Illustration © Republik
Software-Tools helfen: Damit kann ich Aufträge so planen, dass die App sie zum gewünschten Termin an meine Klasse verschickt. Das ist äusserst praktisch – und führt dazu, dass ich eigentlich immer arbeite (man kann einmal bereitgestellte Aufträge jederzeit ändern, verbessern; perfekt sind sie ja nie …). Staffan B. Linder hat es vor fünfzig Jahren beschrieben: Zeitsparende Innovationen «sparen» keine Zeit, sondern lassen einen in dieselbe Zeit mehr reinstopfen.
Effizienz ist ein lebensfeindliches Prinzip.
Zu Beginn des Fernunterrichts wollte ich meiner Klasse möglichst viel Freiheit lassen: Arbeiten Sie, wann Sie wollen! Aber ich stellte rasch um und unterrichte nun viel per Videokonferenz. Sähe ich nur noch die schriftlichen Arbeiten meiner Schülerinnen und Schüler, die ich unter ständigem latentem Stress zu korrigieren versuche: Mein Bild von ihnen wäre bald ziemlich verzerrt. Ich muss meine Klasse sehen und hören, und auch die Klasse braucht den direkten Austausch. Zudem ist es für Kinder und Jugendliche schwierig, sich selber eine Tagesstruktur geben zu müssen und sich dann auch daran zu halten. Meine elfjährige Tochter verzweifelt immer wieder, weil sie es nicht geschafft hat, die selbst gesetzten Zeiten einzuhalten.
Immerhin kann ich sie unterstützen. Was ist mit den Kindern, deren Eltern nicht helfen können – weil sie immer noch ausser Haus arbeiten, weil sie nicht Deutsch können oder fachlich überfordert sind?

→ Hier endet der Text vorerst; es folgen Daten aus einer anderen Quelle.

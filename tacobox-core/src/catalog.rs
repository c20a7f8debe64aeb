//! Catalog of purchasable items.
use serde::{Deserialize, Serialize};
use std::collections::HashSet;

use crate::error::MenuError;

/// Opaque handle to an item image. Resolved by the presentation layer only.
#[derive(Debug, Clone, Default, PartialEq, Eq, Hash, Serialize, Deserialize)]
#[serde(transparent)]
pub struct AssetRef(String);

impl AssetRef {
    #[must_use]
    pub fn new(key: impl Into<String>) -> Self {
        Self(key.into())
    }

    #[must_use]
    pub fn key(&self) -> &str {
        &self.0
    }
}

/// A single item available for ordering.
#[derive(Debug, Clone, PartialEq, Eq, Serialize, Deserialize)]
pub struct CatalogItem {
    pub id: String,
    pub name: String,
    #[serde(default)]
    pub image: AssetRef,
    /// Unit price in cents
    pub price_cents: u32,
    pub category: String,
}

impl CatalogItem {
    #[must_use]
    pub fn new(
        id: impl Into<String>,
        name: impl Into<String>,
        price_cents: u32,
        category: impl Into<String>,
    ) -> Self {
        Self {
            id: id.into(),
            name: name.into(),
            image: AssetRef::default(),
            price_cents,
            category: category.into(),
        }
    }

    #[must_use]
    pub fn with_image(mut self, image: AssetRef) -> Self {
        self.image = image;
        self
    }
}

/// Immutable item table, kept in declaration order.
#[derive(Debug, Clone, Default, PartialEq, Eq, Serialize)]
#[serde(transparent)]
pub struct Catalog {
    items: Vec<CatalogItem>,
}

impl Catalog {
    /// Build a catalog, rejecting duplicate item ids.
    ///
    /// # Errors
    ///
    /// Returns [`MenuError::DuplicateItem`] when two items share an id.
    pub fn new(items: Vec<CatalogItem>) -> Result<Self, MenuError> {
        let mut seen = HashSet::with_capacity(items.len());
        for item in &items {
            if !seen.insert(item.id.as_str()) {
                return Err(MenuError::DuplicateItem {
                    id: item.id.clone(),
                });
            }
        }
        Ok(Self { items })
    }

    #[must_use]
    pub fn items(&self) -> &[CatalogItem] {
        &self.items
    }

    /// Find an item by ID.
    #[must_use]
    pub fn find_item(&self, item_id: &str) -> Option<&CatalogItem> {
        self.items.iter().find(|item| item.id == item_id)
    }

    #[must_use]
    pub fn contains(&self, item_id: &str) -> bool {
        self.find_item(item_id).is_some()
    }

    /// Items of one category in declaration order. Unknown categories yield nothing.
    pub fn items_for_category<'a>(
        &'a self,
        category: &'a str,
    ) -> impl Iterator<Item = &'a CatalogItem> + 'a {
        self.items.iter().filter(move |item| item.category == category)
    }

    /// Distinct categories in first-declared order.
    #[must_use]
    pub fn categories(&self) -> Vec<&str> {
        let mut out: Vec<&str> = Vec::new();
        for item in &self.items {
            if !out.contains(&item.category.as_str()) {
                out.push(&item.category);
            }
        }
        out
    }

    #[must_use]
    pub fn has_category(&self, category: &str) -> bool {
        self.items.iter().any(|item| item.category == category)
    }

    #[must_use]
    pub const fn len(&self) -> usize {
        self.items.len()
    }

    #[must_use]
    pub const fn is_empty(&self) -> bool {
        self.items.is_empty()
    }
}

impl<'a> IntoIterator for &'a Catalog {
    type Item = &'a CatalogItem;
    type IntoIter = std::slice::Iter<'a, CatalogItem>;

    fn into_iter(self) -> Self::IntoIter {
        self.items.iter()
    }
}

#[cfg(test)]
mod tests {
    use super::*;

    fn sample() -> Catalog {
        Catalog::new(vec![
            CatalogItem::new("1", "Poulet Haché", 200, "viande"),
            CatalogItem::new("3", "Fromage", 150, "extras"),
            CatalogItem::new("2", "Boeuf", 300, "viande"),
        ])
        .unwrap()
    }

    #[test]
    fn filters_by_category_in_declaration_order() {
        let catalog = sample();
        let ids: Vec<&str> = catalog
            .items_for_category("viande")
            .map(|item| item.id.as_str())
            .collect();
        assert_eq!(ids, ["1", "2"]);
    }

    #[test]
    fn unknown_category_is_empty() {
        let catalog = sample();
        assert_eq!(catalog.items_for_category("desserts").count(), 0);
    }

    #[test]
    fn categories_are_distinct_and_ordered() {
        assert_eq!(sample().categories(), ["viande", "extras"]);
    }

    #[test]
    fn duplicate_ids_are_rejected() {
        let err = Catalog::new(vec![
            CatalogItem::new("1", "A", 100, "x"),
            CatalogItem::new("1", "B", 100, "x"),
        ])
        .unwrap_err();
        assert!(matches!(err, MenuError::DuplicateItem { id } if id == "1"));
    }

    #[test]
    fn image_defaults_to_empty_and_can_be_attached() {
        let plain = CatalogItem::new("1", "Poulet Haché", 200, "viande");
        assert_eq!(plain.image.key(), "");
        let pictured = plain.with_image(AssetRef::new("steck.png"));
        assert_eq!(pictured.image.key(), "steck.png");
        let json = serde_json::to_value(&pictured).unwrap();
        assert_eq!(json["image"], "steck.png");
    }

    #[test]
    fn find_item_resolves_ids() {
        let catalog = sample();
        assert_eq!(catalog.find_item("3").map(|i| i.price_cents), Some(150));
        assert!(!catalog.contains("42"));
    }
}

Die positive Überraschung des Fernunterrichts ist das Gefühl, meinen Schülerinnen und Schülern nähergekommen zu sein. Sie kommentieren meine Aufträge mit Emojis. In den fünf Minuten, bis alle in eine Videokonferenz eingewählt sind, smalltalken wir. Dreimal pro Woche erteile ich einen kleinen Schreibauftrag; oft geht es darum, die Lockdown-Erfahrung zu reflektieren (hier ein paar Auszüge, von der Klasse selbst gelayoutet). Fast alle erledigen die Aufgabe, auch ohne die extrinsische Motivationskeule der Noten. Während sich in einer typischen Lektion Präsenzunterricht vielleicht ein Drittel der Klasse zu Wort meldet, habe ich so von fast jeder und jedem eine Wortmeldung und gebe jeder und jedem ein kleines, persönliches Feedback. Es schafft ein Gefühl, gemeinsam eine aussergewöhnliche Situation zu erleben.
Ein Schüler hat mich gefragt, ob ich die Klasse weiterhin mit Schreibaufträgen versorgen könne, wenn meine Stellvertretung zu Ende sei; das seien Highlights seiner Lockdown-Wochen.